## TASK DETAILS
Check each line of the records below and collect those holding "SetExtTrigger".

* * *

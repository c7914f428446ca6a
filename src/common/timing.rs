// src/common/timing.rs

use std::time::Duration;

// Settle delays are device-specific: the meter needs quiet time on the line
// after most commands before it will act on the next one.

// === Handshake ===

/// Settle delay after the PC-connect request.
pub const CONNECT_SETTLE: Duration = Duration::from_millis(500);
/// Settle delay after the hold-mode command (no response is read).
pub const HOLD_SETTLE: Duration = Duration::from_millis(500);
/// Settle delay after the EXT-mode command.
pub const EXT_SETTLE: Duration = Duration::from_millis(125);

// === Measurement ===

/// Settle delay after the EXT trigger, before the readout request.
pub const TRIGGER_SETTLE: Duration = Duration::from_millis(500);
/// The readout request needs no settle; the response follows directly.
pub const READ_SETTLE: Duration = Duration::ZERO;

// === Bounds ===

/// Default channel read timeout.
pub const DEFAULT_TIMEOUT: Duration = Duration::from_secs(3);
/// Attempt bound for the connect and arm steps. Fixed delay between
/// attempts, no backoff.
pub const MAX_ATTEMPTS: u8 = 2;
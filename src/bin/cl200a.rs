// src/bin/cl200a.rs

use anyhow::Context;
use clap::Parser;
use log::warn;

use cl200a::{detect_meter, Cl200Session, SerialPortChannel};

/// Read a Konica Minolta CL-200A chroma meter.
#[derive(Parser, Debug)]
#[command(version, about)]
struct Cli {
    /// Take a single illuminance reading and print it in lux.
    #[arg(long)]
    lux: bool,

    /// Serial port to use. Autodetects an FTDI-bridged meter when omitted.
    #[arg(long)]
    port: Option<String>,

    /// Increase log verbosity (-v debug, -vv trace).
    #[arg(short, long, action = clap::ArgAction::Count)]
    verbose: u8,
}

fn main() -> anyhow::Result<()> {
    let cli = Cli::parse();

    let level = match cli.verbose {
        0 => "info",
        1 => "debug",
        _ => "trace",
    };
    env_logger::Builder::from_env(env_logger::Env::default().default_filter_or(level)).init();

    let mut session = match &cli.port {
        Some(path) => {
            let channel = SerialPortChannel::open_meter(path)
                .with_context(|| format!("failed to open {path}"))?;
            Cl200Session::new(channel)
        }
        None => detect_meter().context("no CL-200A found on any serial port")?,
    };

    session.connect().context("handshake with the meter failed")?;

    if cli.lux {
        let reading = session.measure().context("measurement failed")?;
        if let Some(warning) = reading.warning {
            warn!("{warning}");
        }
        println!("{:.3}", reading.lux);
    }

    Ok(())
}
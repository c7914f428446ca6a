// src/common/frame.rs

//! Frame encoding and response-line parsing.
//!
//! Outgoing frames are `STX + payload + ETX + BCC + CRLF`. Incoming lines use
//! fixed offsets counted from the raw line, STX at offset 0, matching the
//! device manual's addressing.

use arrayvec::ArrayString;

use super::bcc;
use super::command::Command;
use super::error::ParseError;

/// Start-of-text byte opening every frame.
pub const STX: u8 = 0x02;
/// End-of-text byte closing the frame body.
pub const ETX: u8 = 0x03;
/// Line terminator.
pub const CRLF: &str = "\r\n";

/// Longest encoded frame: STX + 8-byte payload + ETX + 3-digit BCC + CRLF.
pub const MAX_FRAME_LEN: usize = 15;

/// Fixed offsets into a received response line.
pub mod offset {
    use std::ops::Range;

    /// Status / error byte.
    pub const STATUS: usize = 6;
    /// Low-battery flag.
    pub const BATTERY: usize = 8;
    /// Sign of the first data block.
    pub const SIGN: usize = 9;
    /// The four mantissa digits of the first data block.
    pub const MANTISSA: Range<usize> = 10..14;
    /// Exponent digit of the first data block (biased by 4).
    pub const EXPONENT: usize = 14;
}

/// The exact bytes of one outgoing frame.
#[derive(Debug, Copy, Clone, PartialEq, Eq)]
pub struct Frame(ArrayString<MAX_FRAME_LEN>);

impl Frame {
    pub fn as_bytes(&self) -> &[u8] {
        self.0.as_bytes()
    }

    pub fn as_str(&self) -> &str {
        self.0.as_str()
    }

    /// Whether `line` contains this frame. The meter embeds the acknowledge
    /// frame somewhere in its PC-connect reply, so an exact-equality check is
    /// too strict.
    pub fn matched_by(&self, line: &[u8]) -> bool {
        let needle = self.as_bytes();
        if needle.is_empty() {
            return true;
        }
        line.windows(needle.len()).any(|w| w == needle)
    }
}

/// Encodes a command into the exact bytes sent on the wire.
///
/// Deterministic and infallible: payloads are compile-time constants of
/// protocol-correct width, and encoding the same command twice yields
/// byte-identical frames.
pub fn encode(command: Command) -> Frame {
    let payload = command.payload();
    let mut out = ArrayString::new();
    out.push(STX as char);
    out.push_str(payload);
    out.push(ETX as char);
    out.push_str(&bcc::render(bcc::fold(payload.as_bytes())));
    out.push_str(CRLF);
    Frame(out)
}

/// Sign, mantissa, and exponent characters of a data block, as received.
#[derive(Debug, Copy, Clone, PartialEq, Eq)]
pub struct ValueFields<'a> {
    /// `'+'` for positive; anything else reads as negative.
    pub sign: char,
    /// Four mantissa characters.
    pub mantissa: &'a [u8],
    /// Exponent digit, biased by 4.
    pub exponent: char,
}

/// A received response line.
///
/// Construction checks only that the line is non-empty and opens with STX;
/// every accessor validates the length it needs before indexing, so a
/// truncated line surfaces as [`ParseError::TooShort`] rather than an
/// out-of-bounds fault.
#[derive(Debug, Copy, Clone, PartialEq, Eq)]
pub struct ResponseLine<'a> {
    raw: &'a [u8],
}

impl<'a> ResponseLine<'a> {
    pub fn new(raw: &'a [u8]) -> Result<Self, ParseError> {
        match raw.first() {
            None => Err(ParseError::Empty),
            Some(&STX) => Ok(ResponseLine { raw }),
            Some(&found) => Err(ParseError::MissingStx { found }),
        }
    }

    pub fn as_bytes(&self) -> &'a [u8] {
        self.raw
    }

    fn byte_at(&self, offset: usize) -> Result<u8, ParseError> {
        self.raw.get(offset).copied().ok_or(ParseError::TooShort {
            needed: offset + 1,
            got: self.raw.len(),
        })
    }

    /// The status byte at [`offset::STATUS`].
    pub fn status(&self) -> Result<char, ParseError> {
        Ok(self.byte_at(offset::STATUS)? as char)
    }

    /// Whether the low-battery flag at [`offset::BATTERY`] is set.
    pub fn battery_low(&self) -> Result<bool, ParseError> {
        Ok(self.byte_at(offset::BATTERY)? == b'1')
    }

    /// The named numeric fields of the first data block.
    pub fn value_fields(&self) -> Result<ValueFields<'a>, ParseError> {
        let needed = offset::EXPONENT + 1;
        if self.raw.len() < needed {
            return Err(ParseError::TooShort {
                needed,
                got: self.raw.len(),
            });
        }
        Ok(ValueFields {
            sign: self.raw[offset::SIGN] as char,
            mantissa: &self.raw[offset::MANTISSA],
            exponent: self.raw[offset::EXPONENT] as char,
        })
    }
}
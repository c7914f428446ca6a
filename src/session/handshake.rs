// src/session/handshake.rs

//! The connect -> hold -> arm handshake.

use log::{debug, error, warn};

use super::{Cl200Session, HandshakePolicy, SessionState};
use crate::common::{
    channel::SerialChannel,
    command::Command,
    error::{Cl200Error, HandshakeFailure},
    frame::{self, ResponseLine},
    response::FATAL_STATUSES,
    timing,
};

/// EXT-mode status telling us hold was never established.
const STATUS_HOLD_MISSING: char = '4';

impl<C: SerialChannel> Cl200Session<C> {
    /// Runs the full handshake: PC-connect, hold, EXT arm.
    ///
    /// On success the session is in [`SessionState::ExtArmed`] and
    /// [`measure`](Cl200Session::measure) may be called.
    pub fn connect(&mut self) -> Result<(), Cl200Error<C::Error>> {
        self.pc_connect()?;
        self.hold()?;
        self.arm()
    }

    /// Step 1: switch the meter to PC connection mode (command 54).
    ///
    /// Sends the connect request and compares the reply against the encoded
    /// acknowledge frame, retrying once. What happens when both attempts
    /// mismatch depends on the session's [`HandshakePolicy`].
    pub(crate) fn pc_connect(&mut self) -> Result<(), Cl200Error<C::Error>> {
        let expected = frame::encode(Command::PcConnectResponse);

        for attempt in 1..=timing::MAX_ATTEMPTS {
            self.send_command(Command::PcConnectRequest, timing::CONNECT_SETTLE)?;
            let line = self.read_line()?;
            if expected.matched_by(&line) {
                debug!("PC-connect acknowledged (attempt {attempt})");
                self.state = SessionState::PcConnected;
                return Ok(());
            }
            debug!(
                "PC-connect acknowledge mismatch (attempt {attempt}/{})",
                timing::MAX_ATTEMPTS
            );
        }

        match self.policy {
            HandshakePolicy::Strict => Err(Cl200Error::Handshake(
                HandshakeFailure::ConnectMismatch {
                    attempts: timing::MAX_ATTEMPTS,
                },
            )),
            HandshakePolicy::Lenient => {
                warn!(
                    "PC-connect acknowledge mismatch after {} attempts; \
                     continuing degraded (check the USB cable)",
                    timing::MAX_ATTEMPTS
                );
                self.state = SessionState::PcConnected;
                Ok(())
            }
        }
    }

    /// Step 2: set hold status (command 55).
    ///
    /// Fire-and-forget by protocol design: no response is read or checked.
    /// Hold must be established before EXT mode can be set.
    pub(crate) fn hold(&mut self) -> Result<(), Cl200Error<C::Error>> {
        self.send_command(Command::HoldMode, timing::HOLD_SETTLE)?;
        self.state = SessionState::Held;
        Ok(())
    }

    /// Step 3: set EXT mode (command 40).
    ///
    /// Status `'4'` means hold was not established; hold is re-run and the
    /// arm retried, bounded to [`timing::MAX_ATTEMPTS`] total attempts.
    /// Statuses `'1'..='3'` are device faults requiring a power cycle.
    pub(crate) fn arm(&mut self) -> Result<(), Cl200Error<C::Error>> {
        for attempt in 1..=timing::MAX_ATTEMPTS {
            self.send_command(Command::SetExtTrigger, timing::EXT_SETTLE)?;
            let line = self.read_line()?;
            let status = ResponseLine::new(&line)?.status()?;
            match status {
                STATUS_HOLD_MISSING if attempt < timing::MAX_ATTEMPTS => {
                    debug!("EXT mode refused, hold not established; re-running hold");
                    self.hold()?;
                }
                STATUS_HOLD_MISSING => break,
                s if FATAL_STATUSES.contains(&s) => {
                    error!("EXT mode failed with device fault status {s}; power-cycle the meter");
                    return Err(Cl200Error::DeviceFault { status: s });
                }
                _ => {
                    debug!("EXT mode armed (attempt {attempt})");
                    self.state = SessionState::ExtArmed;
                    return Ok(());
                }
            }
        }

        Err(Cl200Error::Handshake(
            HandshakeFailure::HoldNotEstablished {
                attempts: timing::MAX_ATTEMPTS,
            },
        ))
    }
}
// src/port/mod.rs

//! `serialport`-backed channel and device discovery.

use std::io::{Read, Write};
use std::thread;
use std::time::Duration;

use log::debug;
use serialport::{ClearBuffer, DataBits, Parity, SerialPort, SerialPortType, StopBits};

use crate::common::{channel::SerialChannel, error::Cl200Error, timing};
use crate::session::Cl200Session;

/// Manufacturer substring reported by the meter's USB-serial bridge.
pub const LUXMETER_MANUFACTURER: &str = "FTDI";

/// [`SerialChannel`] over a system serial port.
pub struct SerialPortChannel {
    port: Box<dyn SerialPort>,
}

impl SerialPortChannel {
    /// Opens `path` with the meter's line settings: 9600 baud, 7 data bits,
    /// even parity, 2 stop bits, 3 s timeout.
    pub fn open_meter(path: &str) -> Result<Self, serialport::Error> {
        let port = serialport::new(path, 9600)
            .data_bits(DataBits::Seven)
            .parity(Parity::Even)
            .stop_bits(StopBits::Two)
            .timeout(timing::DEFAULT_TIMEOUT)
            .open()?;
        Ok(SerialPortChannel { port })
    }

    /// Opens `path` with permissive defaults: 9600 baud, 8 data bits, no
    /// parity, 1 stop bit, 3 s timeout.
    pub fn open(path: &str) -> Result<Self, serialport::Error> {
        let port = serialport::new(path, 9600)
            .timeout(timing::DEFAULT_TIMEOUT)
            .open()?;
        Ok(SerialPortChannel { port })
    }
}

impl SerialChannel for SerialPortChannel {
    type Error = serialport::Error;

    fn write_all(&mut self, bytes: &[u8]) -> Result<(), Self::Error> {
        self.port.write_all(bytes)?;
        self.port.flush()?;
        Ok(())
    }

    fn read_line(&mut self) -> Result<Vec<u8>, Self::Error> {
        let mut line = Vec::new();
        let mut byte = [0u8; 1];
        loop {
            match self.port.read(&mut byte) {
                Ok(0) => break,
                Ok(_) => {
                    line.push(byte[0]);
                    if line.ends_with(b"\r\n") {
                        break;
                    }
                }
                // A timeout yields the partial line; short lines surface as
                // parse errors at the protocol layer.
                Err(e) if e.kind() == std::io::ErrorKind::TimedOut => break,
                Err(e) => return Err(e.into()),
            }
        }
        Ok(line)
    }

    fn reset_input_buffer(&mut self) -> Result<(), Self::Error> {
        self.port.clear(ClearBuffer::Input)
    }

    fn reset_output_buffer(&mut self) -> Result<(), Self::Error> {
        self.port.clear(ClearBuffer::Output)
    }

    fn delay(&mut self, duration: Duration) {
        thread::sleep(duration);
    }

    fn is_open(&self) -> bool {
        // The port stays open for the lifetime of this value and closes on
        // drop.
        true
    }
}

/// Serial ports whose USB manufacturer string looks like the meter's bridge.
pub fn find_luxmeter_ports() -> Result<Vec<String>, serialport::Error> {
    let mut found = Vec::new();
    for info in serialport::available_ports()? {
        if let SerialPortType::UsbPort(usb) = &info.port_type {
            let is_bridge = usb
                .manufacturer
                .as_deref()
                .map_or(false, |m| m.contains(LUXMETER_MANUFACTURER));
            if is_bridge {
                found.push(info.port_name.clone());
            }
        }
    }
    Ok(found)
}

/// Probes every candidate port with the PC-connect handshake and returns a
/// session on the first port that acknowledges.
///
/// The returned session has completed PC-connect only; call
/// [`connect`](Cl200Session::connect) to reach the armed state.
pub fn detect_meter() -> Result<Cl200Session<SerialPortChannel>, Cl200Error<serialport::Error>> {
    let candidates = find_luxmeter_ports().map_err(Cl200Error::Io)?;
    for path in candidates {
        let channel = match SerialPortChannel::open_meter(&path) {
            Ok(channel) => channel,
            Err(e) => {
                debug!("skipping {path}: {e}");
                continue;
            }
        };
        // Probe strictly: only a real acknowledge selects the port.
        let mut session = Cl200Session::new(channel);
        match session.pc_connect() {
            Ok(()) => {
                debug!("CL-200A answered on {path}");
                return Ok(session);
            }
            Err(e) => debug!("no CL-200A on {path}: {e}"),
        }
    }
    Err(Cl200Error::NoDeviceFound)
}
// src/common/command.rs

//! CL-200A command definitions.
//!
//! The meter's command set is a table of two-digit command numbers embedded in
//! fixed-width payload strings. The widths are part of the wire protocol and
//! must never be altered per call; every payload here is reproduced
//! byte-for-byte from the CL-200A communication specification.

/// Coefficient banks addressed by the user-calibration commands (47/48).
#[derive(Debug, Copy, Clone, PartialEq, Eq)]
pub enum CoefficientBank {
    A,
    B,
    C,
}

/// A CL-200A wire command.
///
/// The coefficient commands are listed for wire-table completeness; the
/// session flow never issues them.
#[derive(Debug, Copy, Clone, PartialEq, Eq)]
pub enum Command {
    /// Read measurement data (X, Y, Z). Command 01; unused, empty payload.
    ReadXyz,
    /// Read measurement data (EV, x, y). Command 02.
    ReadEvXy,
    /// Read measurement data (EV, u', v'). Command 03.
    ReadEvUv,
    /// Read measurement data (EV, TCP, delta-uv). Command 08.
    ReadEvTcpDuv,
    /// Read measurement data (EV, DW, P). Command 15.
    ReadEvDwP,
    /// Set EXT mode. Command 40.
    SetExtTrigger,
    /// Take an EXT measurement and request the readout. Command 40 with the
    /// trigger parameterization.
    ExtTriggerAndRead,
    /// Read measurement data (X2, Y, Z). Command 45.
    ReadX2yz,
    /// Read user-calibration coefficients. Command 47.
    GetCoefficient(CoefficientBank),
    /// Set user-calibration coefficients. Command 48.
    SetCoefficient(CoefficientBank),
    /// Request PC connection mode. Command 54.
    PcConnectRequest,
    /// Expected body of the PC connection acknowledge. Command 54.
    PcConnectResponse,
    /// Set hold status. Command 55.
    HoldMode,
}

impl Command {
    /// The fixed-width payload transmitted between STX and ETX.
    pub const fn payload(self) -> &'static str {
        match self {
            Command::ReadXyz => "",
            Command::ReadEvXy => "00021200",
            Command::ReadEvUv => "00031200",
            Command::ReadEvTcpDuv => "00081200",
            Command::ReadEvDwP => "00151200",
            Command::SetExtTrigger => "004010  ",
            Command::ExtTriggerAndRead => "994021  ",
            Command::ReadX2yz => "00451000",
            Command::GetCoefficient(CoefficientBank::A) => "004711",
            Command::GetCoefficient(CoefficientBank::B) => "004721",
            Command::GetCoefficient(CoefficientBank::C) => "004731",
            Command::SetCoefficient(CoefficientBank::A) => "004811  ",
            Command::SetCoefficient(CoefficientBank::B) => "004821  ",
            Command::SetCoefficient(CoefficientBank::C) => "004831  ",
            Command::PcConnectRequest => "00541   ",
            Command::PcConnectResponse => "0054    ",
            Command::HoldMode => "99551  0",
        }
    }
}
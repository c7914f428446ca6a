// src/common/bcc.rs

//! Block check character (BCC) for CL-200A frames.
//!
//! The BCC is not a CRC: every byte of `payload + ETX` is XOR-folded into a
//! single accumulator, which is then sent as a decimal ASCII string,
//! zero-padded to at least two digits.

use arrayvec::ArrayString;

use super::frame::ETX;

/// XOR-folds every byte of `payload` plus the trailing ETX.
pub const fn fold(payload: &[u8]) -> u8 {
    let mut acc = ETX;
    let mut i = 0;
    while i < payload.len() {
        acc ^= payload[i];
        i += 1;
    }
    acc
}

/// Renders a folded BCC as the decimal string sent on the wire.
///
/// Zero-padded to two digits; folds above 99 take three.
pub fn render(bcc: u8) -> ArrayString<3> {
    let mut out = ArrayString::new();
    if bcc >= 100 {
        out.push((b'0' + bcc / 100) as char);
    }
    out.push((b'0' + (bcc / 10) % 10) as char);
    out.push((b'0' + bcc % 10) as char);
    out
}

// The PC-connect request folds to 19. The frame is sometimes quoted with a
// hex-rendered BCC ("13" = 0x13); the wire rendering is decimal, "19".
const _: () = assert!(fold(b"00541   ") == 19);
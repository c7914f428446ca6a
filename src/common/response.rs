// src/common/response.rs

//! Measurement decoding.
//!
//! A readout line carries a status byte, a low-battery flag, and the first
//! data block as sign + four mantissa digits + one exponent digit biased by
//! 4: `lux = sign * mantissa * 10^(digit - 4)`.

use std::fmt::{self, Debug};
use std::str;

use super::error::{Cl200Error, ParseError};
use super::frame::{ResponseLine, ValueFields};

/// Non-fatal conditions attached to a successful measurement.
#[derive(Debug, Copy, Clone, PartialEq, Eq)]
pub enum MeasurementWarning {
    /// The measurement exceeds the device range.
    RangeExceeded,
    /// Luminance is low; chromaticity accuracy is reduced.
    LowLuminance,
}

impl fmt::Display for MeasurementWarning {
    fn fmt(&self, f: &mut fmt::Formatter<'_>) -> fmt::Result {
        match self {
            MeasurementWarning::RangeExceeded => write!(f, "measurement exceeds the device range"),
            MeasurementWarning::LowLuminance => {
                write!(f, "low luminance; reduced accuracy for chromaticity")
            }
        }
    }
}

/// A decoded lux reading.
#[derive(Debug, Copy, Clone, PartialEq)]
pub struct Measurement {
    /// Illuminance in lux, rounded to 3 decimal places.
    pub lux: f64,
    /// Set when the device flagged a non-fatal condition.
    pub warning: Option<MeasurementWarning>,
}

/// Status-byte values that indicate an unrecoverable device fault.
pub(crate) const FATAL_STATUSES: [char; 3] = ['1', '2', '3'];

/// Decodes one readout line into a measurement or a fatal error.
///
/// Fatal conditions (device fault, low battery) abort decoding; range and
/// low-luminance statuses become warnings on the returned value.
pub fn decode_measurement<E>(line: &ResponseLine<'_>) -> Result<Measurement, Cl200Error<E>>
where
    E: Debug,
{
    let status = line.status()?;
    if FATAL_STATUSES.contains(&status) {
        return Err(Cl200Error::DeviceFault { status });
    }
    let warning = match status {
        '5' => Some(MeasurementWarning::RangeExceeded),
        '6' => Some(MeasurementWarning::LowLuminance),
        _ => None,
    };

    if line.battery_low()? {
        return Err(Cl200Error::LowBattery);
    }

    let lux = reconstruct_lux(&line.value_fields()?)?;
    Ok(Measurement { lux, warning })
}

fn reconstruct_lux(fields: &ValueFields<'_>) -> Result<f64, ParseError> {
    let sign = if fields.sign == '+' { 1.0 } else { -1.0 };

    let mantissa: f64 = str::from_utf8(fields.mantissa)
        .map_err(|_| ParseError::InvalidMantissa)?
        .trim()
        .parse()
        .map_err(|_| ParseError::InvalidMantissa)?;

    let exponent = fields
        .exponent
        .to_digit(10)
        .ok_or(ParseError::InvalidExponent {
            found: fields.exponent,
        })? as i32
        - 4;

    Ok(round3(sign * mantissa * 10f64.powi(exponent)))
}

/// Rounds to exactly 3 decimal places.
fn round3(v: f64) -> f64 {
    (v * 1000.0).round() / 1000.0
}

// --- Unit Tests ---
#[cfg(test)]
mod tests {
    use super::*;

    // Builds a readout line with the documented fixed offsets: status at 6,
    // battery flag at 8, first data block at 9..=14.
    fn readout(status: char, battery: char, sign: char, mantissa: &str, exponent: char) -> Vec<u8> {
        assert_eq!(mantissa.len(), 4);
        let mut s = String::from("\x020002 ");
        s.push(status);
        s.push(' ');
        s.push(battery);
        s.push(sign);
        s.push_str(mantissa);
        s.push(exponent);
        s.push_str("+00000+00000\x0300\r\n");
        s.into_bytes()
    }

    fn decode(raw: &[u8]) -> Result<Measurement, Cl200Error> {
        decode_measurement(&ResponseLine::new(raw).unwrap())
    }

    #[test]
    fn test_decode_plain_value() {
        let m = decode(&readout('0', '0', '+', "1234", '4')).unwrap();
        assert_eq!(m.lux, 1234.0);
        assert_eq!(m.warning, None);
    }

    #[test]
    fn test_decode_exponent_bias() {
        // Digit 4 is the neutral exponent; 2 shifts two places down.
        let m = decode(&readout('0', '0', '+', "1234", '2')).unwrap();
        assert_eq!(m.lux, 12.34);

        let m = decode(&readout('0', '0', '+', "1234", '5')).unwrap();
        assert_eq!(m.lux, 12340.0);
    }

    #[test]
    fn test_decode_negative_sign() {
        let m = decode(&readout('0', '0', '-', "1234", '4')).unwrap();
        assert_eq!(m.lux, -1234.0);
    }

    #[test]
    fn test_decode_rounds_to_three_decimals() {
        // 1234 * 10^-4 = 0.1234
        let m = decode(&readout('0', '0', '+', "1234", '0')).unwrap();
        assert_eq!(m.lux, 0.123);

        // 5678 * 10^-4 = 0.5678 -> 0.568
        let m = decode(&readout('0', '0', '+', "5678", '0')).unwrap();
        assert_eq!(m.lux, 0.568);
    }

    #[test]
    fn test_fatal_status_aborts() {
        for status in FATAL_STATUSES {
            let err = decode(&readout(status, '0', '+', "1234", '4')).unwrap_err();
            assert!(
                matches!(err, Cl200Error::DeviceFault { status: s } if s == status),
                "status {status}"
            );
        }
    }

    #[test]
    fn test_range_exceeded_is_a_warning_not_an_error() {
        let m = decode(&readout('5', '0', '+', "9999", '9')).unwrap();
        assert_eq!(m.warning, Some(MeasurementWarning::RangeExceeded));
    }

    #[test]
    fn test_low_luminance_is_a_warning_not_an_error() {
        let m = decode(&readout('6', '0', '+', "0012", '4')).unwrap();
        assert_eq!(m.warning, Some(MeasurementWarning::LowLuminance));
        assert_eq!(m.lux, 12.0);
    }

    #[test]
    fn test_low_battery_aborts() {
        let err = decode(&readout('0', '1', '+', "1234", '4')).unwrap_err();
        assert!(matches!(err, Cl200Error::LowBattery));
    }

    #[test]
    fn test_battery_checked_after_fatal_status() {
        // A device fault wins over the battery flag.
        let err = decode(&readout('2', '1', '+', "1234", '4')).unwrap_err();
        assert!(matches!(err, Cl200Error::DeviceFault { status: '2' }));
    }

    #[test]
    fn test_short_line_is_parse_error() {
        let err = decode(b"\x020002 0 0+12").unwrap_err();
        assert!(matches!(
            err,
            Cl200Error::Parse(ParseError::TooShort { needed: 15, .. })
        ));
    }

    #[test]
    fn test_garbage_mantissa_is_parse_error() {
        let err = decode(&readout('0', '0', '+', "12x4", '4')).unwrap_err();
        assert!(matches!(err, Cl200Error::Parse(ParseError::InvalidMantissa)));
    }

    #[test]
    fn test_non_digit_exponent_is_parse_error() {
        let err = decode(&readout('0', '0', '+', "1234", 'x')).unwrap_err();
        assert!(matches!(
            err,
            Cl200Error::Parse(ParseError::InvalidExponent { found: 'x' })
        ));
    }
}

* * *

## WRITTEN SOLUTION
            self.send_command(Command::SetExtTrigger, timing::EXT_SETTLE)?;
    SetExtTrigger,
            Command::SetExtTrigger => "004010  ",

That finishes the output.